Two years ago, the IRS launched an initial review of Act 22 recipients; earlier this summer, the agency announced that it was stepping up some of its investigations. These are positive steps, but they have yet to lead to meaningful change, and political battles about the IRS’s resources and focus could threaten to derail this important work. Congress must ensure that this does not happen by directing the agency to prioritize this issue and by giving it the tools to do so. 

In July, Reps. Raúl Grijalva, Nydia Velázquez, Alexandria Ocasio-Cortez and Ritchie Torres sent a letter to the Government Accountability Office requesting a report on the economic impact of these tax incentives in both Puerto Rico and the U.S. — including the residency history of Act 22 beneficiaries that may serve as evidence of potential fraud. The results of such a study would help drive federal oversight and inform local action in Puerto Rico, where many activists are calling for the overhaul or repeal of these tax incentives. 

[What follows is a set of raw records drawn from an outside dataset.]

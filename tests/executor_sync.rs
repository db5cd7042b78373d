#![cfg(unix)]

use std::collections::BTreeMap;
use std::error::Error;

use procrun::errors::ProcrunError;
use procrun::exec::{
    CommandLine, Environment, Executor, ExitValuePolicy, ProcessDestroyer, PumpStreamHandler,
};
use procrun_test_utils::{init_tracing, sh, with_timeout};

type TestResult = Result<(), Box<dyn Error>>;

#[tokio::test]
async fn successful_process_returns_zero() -> TestResult {
    init_tracing();
    let code = with_timeout(Executor::new().execute(&sh("exit 0"))).await?;
    assert_eq!(code, 0);
    Ok(())
}

#[tokio::test]
async fn default_policy_rejects_non_zero_exit() {
    init_tracing();
    let err = with_timeout(Executor::new().execute(&sh("exit 3")))
        .await
        .unwrap_err();

    match err {
        ProcrunError::ExitRejected { code, ref command } => {
            assert_eq!(code, 3);
            assert!(command.contains("exit 3"));
        }
        other => panic!("expected ExitRejected, got {other:?}"),
    }
}

#[tokio::test]
async fn single_exit_value_rejects_zero() {
    init_tracing();
    let executor = Executor::builder().exit_value(3).build();

    assert_eq!(with_timeout(executor.execute(&sh("exit 3"))).await.unwrap(), 3);

    let err = with_timeout(executor.execute(&sh("exit 0"))).await.unwrap_err();
    assert_eq!(err.exit_code(), Some(0));
}

#[tokio::test]
async fn empty_exit_value_set_accepts_everything() -> TestResult {
    init_tracing();
    let executor = Executor::builder().exit_values(Some(&[][..])).build();
    assert_eq!(executor.exit_policy(), &ExitValuePolicy::AcceptAll);

    for code in [0, 1, 42, 255] {
        let got = with_timeout(executor.execute(&sh(&format!("exit {code}")))).await?;
        assert_eq!(got, code);
    }
    Ok(())
}

#[tokio::test]
async fn unchecked_policy_returns_raw_code() -> TestResult {
    init_tracing();
    let executor = Executor::builder().exit_values(None).build();
    assert!(!executor.exit_policy().is_checked());

    assert_eq!(with_timeout(executor.execute(&sh("exit 7"))).await?, 7);
    Ok(())
}

#[tokio::test]
async fn later_policy_overwrites_earlier_one() -> TestResult {
    init_tracing();
    let executor = Executor::builder()
        .exit_values(None)
        .exit_values(Some(&[1, 2][..]))
        .exit_value(5)
        .build();

    assert_eq!(executor.exit_policy(), &ExitValuePolicy::single(5));
    assert_eq!(with_timeout(executor.execute(&sh("exit 5"))).await?, 5);
    assert!(with_timeout(executor.execute(&sh("exit 1"))).await.is_err());
    Ok(())
}

#[tokio::test]
async fn missing_program_is_a_start_failure() {
    init_tracing();
    let cmd = CommandLine::new("/definitely/not/a/real/program");
    let err = with_timeout(Executor::new().execute(&cmd)).await.unwrap_err();

    match err {
        ProcrunError::StartFailed { program, .. } => {
            assert_eq!(program, "/definitely/not/a/real/program");
        }
        other => panic!("expected StartFailed, got {other:?}"),
    }
}

#[tokio::test]
async fn missing_working_directory_is_a_start_failure() {
    init_tracing();
    let executor = Executor::builder()
        .working_directory("/definitely/not/a/real/dir")
        .build();
    let err = with_timeout(executor.execute(&sh("true"))).await.unwrap_err();
    assert!(matches!(err, ProcrunError::StartFailed { .. }));
    assert_eq!(err.exit_code(), None);
}

#[tokio::test]
async fn child_runs_in_configured_working_directory() -> TestResult {
    init_tracing();
    let dir = tempfile::tempdir()?;
    let expected = std::fs::canonicalize(dir.path())?;

    let (handler, stdout, _stderr) = PumpStreamHandler::capturing();
    let executor = Executor::builder()
        .working_directory(dir.path())
        .stream_handler(handler)
        .build();
    assert_eq!(executor.working_directory(), Some(dir.path()));

    with_timeout(executor.execute(&sh("pwd -P"))).await?;
    assert_eq!(stdout.text().trim_end(), expected.to_string_lossy());
    Ok(())
}

#[tokio::test]
async fn explicit_environment_is_exactly_what_the_child_sees() -> TestResult {
    init_tracing();
    let (handler, stdout, _stderr) = PumpStreamHandler::capturing();
    let executor = Executor::builder().stream_handler(handler).build();

    let env: Environment = BTreeMap::from([("FOO".to_string(), "bar".to_string())]);
    let cmd = CommandLine::new("/usr/bin/env");

    with_timeout(executor.execute_with_env(&cmd, &env)).await?;
    assert_eq!(stdout.text(), "FOO=bar\n");
    Ok(())
}

#[tokio::test]
async fn inherited_environment_reaches_the_child() -> TestResult {
    init_tracing();
    let (handler, stdout, _stderr) = PumpStreamHandler::capturing();
    let executor = Executor::builder().stream_handler(handler).build();

    with_timeout(executor.execute(&sh("printf '%s' \"$PATH\""))).await?;
    assert_eq!(stdout.text(), std::env::var("PATH").unwrap_or_default());
    Ok(())
}

#[tokio::test]
async fn stdin_input_and_both_outputs_are_pumped() -> TestResult {
    init_tracing();
    let (handler, stdout, stderr) = PumpStreamHandler::capturing();
    let executor = Executor::builder()
        .stream_handler(handler.with_input("hello\nworld\n"))
        .build();

    with_timeout(executor.execute(&sh("cat; echo oops >&2"))).await?;
    assert_eq!(stdout.text(), "hello\nworld\n");
    assert_eq!(stderr.text(), "oops\n");
    Ok(())
}

#[tokio::test]
async fn destroyer_is_empty_after_execution() -> TestResult {
    init_tracing();
    let destroyer = std::sync::Arc::new(procrun::exec::ShutdownHookProcessDestroyer::new());
    let executor = Executor::builder()
        .process_destroyer(destroyer.clone())
        .build();
    assert!(executor.process_destroyer().is_some());

    with_timeout(executor.execute(&sh("exit 0"))).await?;
    assert!(destroyer.is_empty());
    Ok(())
}

#[tokio::test]
async fn capture_buffers_are_shared_across_executions() -> TestResult {
    init_tracing();
    let (handler, stdout, _stderr) = PumpStreamHandler::capturing();
    let executor = Executor::builder().stream_handler(handler).build();

    with_timeout(executor.execute(&sh("printf first"))).await?;
    with_timeout(executor.execute(&sh("printf second"))).await?;
    assert_eq!(stdout.text(), "firstsecond");

    stdout.clear();
    assert!(stdout.bytes().is_empty());
    Ok(())
}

Ultimately, Congress must grapple with the fact that this issue is a mere symptom of Puerto Rico’s political limbo. 

The colonial status quo has left Puerto Rico few avenues for sustainable economic development, leading local leaders to rely on attracting wealthy Americans as a substitute for real strategies to address economic development and inequality. That has not only proven ineffective; it has backfired spectacularly to the detriment of Puerto Ricans and honest taxpayers everywhere. 

Alberto C. Medina is a Puerto Rico-born, U.S.-based writer, editor and advocate for Puerto Rican sovereignty. He is president of Boricuas Unidos en la Diáspora (BUDPR), an organization of Puerto Ricans in the U.S. who advocate for decolonization.